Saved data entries
* * *

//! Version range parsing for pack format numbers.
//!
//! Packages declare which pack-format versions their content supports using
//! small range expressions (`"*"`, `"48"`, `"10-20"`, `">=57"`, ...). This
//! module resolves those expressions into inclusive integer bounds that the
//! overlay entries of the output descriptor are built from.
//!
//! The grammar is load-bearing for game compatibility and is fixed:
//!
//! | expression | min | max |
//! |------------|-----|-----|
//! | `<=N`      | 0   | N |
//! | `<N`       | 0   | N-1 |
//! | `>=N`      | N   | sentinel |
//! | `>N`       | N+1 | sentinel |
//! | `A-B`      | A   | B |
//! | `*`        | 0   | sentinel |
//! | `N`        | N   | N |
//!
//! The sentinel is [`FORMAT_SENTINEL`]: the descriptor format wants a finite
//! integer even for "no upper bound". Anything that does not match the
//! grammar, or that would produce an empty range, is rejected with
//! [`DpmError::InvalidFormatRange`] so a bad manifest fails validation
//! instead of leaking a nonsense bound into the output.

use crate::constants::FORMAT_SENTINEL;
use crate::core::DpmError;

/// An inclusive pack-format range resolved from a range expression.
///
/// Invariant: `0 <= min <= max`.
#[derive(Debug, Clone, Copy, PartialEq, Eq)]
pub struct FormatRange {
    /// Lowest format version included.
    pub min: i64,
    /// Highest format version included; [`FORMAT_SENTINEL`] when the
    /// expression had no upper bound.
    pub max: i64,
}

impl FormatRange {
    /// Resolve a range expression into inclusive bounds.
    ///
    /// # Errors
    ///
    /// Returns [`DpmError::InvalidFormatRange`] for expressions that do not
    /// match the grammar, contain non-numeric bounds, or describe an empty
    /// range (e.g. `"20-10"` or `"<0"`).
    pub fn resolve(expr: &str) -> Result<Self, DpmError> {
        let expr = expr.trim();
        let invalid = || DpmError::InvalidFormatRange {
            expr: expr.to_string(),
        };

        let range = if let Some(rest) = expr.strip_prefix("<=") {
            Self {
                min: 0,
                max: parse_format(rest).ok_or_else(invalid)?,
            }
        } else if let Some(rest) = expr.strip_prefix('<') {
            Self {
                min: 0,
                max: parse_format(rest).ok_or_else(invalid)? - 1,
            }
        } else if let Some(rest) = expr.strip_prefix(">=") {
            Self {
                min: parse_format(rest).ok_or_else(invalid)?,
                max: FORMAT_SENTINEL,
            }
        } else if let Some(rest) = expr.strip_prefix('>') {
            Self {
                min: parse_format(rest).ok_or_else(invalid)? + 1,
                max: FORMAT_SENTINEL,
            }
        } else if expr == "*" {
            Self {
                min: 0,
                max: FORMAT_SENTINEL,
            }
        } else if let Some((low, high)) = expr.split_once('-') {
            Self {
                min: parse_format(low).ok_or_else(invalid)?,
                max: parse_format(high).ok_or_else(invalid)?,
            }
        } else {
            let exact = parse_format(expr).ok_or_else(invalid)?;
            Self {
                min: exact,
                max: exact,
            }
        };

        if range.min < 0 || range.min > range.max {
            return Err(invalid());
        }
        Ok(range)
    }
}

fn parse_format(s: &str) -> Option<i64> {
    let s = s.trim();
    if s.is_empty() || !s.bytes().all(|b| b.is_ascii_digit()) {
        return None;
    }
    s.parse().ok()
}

* * *

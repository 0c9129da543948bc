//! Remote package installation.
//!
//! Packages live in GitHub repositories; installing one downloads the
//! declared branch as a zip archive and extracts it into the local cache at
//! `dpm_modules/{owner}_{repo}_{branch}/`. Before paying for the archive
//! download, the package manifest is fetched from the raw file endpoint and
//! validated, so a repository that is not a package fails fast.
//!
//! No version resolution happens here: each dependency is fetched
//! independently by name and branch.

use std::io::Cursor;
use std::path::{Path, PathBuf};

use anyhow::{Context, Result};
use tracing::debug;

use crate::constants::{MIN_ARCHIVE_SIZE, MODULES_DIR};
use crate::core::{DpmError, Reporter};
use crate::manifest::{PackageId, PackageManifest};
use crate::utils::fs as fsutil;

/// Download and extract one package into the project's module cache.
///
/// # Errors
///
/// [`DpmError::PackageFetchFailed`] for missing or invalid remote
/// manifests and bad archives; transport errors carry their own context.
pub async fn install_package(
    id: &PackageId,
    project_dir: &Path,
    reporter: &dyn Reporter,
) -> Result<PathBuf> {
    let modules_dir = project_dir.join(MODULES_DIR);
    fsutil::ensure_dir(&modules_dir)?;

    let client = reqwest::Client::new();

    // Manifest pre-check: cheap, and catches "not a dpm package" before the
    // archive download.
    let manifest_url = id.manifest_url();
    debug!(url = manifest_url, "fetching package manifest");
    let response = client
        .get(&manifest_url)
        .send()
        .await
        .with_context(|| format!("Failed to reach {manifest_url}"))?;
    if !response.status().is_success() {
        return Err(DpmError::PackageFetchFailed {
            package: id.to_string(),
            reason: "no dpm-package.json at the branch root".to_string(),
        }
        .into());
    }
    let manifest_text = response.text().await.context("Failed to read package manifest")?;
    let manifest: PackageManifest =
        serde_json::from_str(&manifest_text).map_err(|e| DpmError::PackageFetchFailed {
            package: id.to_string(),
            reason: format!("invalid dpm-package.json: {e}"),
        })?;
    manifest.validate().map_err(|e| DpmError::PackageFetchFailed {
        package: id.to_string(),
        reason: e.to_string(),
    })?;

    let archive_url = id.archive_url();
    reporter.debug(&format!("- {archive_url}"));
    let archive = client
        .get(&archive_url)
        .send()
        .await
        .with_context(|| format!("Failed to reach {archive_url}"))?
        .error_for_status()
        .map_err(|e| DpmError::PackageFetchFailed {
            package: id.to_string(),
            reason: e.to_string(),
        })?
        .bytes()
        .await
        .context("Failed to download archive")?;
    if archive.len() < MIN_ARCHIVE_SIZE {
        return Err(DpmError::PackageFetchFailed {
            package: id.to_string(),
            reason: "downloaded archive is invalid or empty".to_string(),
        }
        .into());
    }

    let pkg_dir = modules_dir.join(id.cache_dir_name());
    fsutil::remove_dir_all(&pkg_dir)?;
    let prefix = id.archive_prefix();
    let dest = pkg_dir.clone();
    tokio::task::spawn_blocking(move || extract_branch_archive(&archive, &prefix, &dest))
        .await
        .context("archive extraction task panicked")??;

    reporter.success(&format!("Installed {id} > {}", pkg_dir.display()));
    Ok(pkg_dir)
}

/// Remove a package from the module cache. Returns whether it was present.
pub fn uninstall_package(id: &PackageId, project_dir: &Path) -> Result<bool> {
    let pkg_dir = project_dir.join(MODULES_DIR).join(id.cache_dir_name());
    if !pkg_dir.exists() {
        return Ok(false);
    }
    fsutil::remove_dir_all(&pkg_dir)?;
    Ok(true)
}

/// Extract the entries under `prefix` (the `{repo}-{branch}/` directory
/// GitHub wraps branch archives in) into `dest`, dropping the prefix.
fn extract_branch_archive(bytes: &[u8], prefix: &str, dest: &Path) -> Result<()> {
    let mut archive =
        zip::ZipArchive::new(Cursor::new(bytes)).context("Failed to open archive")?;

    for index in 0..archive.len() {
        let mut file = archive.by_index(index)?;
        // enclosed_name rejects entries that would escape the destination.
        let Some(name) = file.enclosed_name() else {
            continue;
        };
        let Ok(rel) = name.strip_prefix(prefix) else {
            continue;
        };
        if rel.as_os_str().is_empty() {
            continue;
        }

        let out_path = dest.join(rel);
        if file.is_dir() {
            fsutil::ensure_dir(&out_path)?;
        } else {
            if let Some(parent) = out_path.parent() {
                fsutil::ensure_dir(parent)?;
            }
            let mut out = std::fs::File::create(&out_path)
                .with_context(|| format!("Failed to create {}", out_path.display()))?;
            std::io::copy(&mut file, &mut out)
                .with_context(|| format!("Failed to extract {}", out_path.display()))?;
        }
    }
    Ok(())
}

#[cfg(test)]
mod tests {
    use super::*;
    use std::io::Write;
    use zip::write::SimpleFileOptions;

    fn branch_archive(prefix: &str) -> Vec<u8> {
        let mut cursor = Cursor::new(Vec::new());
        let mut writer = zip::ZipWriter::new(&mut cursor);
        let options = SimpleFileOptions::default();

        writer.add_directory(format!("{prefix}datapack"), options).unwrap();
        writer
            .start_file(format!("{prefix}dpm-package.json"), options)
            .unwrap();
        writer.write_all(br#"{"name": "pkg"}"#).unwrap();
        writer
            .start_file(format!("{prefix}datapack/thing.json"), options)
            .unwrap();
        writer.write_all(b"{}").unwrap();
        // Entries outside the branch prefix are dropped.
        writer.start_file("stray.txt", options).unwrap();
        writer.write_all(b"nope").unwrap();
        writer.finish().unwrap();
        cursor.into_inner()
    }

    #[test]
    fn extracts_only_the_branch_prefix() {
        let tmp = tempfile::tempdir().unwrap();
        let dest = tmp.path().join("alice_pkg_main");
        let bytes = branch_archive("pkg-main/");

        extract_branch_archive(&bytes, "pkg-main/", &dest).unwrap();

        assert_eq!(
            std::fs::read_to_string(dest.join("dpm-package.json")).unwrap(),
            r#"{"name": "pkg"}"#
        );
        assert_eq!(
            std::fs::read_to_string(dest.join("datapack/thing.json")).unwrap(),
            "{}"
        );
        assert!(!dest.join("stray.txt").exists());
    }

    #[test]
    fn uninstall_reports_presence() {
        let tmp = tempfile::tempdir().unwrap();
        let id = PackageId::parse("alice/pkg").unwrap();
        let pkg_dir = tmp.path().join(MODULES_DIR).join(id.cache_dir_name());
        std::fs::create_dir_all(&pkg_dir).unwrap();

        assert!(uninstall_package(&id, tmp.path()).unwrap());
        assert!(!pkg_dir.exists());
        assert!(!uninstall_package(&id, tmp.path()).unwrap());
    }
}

* * *

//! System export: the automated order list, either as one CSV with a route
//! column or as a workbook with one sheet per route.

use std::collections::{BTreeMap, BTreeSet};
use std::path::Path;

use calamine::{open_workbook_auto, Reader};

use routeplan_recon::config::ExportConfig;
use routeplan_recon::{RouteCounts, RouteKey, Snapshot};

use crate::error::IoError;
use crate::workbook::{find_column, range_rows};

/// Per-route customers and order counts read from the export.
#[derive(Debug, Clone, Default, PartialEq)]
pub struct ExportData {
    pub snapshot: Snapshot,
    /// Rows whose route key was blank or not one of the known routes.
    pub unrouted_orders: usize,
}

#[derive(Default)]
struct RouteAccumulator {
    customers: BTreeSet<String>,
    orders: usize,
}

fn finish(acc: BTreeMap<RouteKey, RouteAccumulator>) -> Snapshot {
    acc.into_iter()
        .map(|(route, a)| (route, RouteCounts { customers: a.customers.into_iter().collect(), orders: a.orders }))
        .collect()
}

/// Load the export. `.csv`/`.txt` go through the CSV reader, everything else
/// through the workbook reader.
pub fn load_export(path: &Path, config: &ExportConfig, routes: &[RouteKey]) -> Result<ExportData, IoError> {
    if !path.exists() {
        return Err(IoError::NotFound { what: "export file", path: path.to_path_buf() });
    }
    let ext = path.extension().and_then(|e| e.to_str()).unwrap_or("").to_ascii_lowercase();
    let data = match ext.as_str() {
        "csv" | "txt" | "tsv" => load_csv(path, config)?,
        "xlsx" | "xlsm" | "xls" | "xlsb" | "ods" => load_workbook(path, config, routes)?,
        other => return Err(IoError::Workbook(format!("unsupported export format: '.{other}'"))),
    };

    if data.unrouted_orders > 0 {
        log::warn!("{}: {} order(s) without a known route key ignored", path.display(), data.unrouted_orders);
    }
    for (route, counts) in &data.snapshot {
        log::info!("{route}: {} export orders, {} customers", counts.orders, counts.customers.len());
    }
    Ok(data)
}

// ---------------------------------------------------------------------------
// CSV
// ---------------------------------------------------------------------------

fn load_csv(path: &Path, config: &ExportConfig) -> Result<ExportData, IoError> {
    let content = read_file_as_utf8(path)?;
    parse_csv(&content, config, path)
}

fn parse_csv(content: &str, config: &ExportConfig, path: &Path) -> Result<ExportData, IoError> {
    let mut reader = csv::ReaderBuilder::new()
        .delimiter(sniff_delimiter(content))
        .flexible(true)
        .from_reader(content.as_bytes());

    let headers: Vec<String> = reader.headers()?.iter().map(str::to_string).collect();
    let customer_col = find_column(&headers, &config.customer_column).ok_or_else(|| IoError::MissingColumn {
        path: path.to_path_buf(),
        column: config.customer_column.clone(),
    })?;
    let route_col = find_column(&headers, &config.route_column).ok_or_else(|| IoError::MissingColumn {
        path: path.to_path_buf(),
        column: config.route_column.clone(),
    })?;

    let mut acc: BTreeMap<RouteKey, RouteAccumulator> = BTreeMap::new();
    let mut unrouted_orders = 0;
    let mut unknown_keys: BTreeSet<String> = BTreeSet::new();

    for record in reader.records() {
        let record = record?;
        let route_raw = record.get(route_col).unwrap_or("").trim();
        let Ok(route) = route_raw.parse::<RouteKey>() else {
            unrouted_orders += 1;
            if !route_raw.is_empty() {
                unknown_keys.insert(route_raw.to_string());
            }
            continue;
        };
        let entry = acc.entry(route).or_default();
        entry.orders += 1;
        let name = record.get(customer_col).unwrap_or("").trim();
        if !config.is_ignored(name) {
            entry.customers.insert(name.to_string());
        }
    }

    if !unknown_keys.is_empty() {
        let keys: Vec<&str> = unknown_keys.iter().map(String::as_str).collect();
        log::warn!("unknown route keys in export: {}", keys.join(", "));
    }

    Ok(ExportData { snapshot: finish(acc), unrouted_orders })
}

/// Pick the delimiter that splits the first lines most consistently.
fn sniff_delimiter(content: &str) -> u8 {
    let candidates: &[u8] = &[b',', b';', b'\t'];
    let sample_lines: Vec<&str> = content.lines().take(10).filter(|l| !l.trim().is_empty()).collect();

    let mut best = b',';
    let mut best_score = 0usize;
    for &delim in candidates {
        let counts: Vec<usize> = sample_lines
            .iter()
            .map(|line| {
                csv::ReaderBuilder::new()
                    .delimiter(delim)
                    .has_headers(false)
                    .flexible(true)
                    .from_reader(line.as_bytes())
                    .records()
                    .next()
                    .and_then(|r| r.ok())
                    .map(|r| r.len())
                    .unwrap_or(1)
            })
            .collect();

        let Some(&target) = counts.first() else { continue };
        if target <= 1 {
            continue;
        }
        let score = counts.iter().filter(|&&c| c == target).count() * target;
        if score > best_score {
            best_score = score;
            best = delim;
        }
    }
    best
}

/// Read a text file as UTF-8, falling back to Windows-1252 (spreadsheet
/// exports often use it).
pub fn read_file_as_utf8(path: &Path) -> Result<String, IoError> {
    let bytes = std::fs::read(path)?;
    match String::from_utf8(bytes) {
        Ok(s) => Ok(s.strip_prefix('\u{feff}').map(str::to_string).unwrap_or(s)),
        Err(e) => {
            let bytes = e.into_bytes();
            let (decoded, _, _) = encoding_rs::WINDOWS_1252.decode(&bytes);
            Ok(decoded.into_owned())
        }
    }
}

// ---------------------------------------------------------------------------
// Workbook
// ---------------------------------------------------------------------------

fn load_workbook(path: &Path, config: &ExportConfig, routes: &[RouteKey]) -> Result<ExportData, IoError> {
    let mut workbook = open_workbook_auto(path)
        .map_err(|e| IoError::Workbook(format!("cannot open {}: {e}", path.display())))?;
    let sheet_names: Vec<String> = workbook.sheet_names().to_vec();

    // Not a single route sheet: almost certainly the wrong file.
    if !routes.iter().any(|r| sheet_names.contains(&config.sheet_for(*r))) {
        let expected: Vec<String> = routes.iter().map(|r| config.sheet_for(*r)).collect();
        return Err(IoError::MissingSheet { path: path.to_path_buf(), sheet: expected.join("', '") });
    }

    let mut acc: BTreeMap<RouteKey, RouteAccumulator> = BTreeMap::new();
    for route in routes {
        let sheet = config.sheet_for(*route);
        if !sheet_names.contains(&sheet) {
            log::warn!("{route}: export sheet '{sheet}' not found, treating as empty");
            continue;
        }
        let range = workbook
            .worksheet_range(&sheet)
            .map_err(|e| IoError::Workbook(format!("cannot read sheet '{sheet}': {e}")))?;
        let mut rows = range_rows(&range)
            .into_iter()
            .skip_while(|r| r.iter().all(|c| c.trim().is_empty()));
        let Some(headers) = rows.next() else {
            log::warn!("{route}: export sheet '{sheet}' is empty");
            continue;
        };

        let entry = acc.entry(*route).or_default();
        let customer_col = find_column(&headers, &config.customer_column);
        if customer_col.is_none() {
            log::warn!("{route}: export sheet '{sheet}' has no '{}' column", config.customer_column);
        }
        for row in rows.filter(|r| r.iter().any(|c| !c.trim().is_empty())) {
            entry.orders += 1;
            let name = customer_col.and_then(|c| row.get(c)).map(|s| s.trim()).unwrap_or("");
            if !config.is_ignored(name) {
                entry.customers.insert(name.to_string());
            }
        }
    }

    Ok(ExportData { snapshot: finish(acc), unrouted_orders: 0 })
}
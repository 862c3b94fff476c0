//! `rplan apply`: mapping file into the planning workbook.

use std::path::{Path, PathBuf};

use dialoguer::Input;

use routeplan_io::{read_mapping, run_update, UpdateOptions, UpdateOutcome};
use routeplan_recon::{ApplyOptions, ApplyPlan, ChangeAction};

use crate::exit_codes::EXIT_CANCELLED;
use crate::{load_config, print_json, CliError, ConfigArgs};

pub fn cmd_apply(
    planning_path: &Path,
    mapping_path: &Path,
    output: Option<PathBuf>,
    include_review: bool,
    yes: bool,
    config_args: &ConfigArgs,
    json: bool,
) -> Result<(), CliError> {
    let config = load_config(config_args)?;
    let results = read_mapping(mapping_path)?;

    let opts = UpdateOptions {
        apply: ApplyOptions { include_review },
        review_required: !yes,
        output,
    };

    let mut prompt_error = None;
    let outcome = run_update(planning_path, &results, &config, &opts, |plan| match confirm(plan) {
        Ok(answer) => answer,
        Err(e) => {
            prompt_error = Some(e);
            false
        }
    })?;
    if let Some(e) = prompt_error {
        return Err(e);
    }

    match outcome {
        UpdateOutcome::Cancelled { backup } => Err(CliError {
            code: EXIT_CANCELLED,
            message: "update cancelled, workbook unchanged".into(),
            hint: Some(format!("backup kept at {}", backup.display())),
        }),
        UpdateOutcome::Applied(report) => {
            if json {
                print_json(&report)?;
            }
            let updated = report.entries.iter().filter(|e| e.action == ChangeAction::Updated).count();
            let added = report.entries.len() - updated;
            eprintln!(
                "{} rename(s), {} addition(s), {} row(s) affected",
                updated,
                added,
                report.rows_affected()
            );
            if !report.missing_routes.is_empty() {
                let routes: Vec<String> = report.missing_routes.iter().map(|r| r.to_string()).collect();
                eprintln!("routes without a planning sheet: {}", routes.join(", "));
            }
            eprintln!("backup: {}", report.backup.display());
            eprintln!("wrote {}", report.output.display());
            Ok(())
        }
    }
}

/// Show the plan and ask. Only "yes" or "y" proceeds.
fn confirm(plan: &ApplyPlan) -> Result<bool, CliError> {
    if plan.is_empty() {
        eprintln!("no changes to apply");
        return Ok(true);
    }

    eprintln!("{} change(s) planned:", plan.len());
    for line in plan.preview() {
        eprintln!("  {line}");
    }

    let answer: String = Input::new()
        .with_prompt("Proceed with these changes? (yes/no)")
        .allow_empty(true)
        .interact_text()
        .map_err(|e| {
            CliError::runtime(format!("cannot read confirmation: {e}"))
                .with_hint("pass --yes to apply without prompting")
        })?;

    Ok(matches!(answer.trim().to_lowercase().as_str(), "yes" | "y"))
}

* * *

● **Task to complete**
The expected output is every line of the records in which the string "added" appears.

● **Response area**
            let added = report.entries.len() - updated;
                added,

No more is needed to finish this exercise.